Your instructions
From the data that follows, copy every line with the string "hints".
── Extracted data ──
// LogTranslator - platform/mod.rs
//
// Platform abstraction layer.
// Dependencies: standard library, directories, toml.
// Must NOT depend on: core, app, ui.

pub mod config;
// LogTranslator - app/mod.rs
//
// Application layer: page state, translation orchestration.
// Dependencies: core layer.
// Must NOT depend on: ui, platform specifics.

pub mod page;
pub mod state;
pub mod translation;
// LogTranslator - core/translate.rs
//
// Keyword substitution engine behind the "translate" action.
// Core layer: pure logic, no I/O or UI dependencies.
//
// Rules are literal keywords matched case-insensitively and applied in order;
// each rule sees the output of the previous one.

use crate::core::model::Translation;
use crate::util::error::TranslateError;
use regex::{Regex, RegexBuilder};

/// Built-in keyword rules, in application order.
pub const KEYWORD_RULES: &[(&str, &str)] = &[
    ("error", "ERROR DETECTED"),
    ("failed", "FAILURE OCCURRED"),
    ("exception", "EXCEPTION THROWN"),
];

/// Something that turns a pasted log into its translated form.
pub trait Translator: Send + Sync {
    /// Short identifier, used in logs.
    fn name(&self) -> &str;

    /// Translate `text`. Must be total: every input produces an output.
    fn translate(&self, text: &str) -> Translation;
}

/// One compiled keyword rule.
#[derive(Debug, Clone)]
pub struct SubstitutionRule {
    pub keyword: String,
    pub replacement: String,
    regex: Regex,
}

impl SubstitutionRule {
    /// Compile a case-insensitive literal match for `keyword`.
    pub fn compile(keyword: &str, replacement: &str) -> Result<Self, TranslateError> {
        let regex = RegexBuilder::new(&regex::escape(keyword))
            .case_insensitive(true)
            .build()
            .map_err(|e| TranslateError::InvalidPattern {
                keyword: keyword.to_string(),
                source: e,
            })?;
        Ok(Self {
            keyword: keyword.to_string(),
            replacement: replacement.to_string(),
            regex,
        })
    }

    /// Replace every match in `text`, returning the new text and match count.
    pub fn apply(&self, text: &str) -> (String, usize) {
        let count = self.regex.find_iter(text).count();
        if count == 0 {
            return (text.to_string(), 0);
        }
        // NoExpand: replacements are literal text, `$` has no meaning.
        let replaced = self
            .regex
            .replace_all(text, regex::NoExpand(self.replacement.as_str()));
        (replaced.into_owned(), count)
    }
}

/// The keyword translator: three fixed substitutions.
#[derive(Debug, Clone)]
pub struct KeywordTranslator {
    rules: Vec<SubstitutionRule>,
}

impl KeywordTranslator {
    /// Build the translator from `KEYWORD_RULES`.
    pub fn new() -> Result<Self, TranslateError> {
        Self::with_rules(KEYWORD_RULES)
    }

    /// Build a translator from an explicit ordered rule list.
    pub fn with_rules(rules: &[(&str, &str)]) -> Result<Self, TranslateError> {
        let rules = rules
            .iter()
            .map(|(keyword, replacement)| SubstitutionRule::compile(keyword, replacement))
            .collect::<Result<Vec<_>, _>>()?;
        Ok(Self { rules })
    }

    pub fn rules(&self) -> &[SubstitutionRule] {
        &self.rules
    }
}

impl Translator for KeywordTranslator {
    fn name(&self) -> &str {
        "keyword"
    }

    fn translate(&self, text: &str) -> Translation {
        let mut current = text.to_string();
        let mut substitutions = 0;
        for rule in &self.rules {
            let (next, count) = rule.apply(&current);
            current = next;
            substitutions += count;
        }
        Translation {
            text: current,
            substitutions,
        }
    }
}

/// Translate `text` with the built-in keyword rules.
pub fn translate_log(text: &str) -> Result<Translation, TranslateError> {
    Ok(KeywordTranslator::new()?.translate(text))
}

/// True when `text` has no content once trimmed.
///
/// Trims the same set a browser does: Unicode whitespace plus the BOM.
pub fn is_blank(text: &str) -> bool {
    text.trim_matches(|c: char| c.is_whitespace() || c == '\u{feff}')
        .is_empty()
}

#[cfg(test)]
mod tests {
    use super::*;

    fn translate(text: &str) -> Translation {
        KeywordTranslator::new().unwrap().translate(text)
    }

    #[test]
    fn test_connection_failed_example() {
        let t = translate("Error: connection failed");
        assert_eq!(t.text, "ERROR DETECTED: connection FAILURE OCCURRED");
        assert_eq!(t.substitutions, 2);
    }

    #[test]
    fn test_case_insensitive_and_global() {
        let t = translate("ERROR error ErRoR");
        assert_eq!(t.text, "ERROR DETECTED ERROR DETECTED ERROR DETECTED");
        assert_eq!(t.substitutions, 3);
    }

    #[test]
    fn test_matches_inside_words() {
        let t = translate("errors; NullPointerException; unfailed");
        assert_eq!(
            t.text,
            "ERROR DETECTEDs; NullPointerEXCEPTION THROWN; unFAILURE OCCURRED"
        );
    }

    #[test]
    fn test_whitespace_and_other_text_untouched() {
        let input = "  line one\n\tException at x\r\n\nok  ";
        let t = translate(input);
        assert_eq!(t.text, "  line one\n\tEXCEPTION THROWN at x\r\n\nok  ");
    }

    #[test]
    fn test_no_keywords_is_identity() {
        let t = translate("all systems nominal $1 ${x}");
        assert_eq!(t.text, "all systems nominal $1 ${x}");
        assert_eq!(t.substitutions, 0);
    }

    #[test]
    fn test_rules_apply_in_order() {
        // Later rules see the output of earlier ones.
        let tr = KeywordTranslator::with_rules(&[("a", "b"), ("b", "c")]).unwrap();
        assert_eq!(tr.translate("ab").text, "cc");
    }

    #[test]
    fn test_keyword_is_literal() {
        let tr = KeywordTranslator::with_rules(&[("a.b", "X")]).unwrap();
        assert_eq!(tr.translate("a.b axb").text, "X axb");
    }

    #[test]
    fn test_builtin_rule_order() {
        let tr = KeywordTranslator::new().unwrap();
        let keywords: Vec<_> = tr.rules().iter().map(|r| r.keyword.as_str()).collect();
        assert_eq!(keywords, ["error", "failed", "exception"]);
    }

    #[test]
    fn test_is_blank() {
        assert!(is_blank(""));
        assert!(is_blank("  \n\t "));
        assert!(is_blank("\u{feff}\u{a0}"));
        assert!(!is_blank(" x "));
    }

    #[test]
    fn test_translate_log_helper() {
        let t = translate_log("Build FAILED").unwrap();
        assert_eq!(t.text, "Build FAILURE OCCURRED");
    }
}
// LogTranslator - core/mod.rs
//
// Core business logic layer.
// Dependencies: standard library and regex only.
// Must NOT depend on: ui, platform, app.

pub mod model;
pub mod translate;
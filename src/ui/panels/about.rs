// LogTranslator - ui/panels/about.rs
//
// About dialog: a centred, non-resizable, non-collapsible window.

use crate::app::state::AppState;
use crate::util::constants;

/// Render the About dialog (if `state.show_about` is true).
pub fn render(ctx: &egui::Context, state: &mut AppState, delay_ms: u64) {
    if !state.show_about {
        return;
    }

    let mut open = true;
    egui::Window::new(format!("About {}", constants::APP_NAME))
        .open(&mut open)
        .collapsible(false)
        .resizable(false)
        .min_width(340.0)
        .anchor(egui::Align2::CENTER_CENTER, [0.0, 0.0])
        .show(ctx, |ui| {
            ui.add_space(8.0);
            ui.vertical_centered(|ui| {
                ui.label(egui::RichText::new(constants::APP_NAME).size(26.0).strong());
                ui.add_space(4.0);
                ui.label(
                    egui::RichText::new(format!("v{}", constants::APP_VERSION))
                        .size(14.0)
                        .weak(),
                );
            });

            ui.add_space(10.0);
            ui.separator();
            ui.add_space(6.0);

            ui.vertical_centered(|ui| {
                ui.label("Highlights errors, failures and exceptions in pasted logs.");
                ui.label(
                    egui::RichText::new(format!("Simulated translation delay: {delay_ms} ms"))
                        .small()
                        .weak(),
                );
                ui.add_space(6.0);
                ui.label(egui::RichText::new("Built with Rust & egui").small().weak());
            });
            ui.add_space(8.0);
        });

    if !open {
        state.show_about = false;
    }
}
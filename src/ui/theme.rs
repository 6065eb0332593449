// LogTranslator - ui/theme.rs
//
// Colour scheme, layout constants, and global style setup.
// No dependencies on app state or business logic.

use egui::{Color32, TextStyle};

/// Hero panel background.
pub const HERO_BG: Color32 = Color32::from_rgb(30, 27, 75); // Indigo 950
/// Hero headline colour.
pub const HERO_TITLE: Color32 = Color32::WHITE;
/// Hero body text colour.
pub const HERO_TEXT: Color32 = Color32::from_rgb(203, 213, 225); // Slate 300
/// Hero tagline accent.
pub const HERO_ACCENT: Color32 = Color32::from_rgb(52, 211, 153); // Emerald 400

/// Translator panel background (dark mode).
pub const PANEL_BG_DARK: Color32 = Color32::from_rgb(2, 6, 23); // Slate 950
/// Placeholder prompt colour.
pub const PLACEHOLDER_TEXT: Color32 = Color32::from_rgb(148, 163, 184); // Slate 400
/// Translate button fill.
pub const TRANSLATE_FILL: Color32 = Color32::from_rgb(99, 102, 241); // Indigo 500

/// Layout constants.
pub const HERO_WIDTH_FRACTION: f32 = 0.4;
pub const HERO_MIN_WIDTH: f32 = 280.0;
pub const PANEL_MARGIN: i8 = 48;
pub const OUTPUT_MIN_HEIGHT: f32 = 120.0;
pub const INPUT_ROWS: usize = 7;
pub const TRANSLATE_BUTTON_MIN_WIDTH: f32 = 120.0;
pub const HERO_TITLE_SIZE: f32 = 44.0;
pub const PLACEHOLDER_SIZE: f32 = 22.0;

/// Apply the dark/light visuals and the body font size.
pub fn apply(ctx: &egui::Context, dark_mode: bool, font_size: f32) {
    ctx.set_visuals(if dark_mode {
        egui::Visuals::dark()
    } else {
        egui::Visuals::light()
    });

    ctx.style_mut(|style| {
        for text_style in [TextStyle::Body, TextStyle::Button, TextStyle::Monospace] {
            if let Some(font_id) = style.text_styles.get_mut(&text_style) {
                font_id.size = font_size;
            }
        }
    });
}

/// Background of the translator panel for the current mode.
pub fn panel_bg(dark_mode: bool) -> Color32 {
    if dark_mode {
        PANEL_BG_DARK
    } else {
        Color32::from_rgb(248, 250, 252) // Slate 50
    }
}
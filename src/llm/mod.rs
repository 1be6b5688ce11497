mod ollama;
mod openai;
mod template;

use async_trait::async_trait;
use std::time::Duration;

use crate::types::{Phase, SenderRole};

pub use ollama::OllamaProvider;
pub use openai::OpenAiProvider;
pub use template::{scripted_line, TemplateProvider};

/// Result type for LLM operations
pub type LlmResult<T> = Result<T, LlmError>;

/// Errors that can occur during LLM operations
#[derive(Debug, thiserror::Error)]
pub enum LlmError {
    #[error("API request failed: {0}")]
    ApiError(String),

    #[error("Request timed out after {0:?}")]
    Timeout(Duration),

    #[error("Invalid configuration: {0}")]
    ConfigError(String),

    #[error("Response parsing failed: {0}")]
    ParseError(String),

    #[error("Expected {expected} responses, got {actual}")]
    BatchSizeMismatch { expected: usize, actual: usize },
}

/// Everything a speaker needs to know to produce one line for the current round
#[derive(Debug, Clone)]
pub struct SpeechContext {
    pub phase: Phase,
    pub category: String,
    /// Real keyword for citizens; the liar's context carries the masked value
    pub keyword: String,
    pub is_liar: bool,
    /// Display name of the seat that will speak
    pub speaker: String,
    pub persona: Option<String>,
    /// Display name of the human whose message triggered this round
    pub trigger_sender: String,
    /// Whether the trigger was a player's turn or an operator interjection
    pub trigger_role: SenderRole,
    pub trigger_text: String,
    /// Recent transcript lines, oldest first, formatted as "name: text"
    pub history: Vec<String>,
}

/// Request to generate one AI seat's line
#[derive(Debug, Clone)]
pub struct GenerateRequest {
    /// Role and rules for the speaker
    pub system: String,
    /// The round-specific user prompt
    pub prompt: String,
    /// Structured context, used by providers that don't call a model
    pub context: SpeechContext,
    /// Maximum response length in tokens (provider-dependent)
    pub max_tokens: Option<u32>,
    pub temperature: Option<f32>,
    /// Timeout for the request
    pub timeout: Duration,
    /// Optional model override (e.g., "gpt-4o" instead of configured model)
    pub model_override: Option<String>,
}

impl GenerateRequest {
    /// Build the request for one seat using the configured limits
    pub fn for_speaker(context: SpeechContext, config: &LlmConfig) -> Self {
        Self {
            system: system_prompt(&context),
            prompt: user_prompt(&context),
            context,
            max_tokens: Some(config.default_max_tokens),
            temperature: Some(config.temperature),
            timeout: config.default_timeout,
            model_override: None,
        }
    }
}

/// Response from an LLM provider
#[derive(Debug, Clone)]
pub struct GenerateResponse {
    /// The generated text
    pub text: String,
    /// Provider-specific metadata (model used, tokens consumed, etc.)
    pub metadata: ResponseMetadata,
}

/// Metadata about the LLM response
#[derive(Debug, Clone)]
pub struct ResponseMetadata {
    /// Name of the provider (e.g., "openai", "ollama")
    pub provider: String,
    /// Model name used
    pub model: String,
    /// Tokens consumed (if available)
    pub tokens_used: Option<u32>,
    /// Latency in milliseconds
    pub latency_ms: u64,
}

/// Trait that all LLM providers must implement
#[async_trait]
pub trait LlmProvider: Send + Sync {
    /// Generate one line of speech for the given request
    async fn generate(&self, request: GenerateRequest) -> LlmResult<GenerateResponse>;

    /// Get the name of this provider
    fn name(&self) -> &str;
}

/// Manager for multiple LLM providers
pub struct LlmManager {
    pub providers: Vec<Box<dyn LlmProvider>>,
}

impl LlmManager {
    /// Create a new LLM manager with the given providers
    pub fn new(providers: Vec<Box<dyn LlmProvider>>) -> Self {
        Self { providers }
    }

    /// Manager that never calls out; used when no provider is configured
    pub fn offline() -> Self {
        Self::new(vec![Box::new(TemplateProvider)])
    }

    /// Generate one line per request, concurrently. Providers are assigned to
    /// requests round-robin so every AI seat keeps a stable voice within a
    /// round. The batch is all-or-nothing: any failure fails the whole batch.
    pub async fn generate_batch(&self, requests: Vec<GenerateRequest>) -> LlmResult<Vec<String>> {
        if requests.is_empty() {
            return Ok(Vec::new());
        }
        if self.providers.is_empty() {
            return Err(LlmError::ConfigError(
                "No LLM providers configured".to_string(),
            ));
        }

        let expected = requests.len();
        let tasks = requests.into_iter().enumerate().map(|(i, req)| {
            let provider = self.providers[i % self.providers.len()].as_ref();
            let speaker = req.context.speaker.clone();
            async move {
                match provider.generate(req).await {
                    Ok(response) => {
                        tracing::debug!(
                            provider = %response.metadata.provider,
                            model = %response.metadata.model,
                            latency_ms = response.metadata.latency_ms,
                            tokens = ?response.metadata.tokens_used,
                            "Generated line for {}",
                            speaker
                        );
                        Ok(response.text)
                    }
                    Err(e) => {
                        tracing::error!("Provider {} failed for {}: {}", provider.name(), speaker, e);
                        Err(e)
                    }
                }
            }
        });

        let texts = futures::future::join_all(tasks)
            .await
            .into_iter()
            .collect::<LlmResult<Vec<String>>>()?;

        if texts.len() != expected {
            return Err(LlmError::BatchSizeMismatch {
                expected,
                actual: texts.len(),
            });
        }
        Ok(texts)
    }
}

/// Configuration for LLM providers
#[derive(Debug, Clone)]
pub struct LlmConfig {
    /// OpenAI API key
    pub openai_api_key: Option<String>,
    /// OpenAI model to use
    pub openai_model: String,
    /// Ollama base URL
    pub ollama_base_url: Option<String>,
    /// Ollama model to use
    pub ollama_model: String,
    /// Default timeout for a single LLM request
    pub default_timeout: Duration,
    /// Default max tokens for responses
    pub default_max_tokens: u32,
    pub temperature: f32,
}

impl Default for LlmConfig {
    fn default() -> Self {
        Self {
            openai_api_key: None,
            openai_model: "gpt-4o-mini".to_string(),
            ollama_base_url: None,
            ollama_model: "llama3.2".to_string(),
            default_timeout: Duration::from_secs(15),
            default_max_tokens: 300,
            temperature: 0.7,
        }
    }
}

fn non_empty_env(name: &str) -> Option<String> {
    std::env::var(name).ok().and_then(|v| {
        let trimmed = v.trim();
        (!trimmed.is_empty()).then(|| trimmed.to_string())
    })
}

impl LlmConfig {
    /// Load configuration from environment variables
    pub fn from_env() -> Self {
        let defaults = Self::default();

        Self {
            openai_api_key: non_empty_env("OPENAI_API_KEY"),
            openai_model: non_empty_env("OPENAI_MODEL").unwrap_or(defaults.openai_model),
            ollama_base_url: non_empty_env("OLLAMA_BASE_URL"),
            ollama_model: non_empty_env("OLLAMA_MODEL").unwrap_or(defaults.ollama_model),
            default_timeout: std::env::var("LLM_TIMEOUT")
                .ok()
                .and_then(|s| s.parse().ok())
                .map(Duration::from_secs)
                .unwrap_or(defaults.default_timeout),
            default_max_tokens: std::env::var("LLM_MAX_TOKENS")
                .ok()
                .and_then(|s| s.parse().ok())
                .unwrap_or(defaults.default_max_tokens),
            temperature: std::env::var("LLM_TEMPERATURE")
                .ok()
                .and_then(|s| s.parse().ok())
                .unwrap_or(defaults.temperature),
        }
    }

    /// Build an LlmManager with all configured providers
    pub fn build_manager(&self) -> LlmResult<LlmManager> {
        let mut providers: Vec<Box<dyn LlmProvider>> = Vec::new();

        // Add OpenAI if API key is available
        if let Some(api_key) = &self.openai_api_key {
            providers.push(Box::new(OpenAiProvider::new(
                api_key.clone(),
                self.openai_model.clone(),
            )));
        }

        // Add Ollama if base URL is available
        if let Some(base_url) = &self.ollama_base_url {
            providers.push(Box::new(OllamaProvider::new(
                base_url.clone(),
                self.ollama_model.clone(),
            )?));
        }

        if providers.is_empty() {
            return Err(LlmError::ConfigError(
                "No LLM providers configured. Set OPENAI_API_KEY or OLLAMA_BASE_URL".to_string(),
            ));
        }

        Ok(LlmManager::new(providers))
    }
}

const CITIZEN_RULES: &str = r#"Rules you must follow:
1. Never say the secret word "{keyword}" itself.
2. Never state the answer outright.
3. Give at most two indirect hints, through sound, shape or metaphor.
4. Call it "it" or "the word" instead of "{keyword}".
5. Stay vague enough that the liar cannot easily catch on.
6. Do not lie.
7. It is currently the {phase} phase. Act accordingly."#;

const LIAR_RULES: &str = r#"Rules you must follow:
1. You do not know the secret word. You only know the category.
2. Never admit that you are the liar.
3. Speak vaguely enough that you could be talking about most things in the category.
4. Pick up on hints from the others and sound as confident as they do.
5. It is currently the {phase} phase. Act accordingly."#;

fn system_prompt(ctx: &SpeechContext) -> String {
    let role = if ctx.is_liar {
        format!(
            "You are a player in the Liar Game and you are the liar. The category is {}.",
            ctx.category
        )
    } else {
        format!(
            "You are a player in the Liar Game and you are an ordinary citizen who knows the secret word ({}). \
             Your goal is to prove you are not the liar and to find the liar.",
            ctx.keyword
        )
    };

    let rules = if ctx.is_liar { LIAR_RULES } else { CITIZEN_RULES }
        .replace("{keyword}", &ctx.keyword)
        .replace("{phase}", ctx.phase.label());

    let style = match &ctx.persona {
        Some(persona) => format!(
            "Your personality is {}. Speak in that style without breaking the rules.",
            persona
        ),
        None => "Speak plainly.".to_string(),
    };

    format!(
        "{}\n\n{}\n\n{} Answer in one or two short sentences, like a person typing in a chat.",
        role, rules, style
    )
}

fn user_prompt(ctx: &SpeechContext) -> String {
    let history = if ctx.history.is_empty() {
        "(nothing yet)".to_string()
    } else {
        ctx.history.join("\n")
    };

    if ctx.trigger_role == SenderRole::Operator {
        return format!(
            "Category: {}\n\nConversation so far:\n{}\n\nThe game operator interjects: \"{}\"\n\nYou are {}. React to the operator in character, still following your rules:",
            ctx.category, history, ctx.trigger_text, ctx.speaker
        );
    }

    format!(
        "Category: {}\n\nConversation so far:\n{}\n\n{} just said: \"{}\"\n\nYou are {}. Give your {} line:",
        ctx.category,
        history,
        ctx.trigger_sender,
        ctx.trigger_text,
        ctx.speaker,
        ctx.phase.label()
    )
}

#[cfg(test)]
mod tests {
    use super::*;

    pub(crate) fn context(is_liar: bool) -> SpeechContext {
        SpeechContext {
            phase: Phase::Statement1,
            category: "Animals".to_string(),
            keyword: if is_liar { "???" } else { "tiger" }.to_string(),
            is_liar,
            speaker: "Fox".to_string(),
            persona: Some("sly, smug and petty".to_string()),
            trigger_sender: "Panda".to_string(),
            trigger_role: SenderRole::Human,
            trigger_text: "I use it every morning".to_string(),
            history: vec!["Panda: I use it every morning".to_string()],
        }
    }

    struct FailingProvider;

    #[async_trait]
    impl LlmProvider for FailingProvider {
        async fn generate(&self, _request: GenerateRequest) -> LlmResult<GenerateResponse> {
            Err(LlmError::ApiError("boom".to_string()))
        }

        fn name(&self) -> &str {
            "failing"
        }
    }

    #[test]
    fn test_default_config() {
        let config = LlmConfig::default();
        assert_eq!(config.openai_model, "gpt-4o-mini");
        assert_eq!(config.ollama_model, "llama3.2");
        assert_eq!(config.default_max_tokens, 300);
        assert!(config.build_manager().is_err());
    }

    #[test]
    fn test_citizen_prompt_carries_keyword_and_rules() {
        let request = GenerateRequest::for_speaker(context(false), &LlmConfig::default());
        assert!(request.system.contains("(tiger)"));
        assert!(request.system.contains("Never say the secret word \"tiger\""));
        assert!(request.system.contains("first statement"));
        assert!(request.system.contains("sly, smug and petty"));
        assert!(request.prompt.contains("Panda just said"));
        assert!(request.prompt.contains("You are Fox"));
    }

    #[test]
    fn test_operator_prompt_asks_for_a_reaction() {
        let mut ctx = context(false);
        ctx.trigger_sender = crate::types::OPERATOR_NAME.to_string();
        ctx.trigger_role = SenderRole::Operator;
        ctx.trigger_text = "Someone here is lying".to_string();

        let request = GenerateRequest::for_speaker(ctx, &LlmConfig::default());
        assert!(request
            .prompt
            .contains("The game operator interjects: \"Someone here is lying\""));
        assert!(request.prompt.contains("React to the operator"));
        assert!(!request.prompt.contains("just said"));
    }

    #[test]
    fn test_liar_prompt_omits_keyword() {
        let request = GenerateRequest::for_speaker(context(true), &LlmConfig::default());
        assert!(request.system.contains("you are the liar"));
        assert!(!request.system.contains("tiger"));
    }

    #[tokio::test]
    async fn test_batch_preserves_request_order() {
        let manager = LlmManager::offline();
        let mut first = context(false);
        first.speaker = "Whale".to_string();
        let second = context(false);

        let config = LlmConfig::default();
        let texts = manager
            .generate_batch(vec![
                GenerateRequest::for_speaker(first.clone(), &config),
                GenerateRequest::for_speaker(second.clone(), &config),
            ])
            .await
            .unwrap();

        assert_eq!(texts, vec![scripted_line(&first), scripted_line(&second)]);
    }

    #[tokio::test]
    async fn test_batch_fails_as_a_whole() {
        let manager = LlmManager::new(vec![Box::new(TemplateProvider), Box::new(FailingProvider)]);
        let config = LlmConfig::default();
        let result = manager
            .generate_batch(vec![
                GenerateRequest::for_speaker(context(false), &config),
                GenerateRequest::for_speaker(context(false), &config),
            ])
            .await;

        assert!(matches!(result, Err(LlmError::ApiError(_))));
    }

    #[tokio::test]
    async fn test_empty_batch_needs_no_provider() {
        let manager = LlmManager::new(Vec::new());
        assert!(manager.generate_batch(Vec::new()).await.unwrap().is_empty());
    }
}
───
Response for this exercise
3. Give at most two indirect hints, through sound, shape or metaphor.
4. Pick up on hints from the others and sound as confident as they do.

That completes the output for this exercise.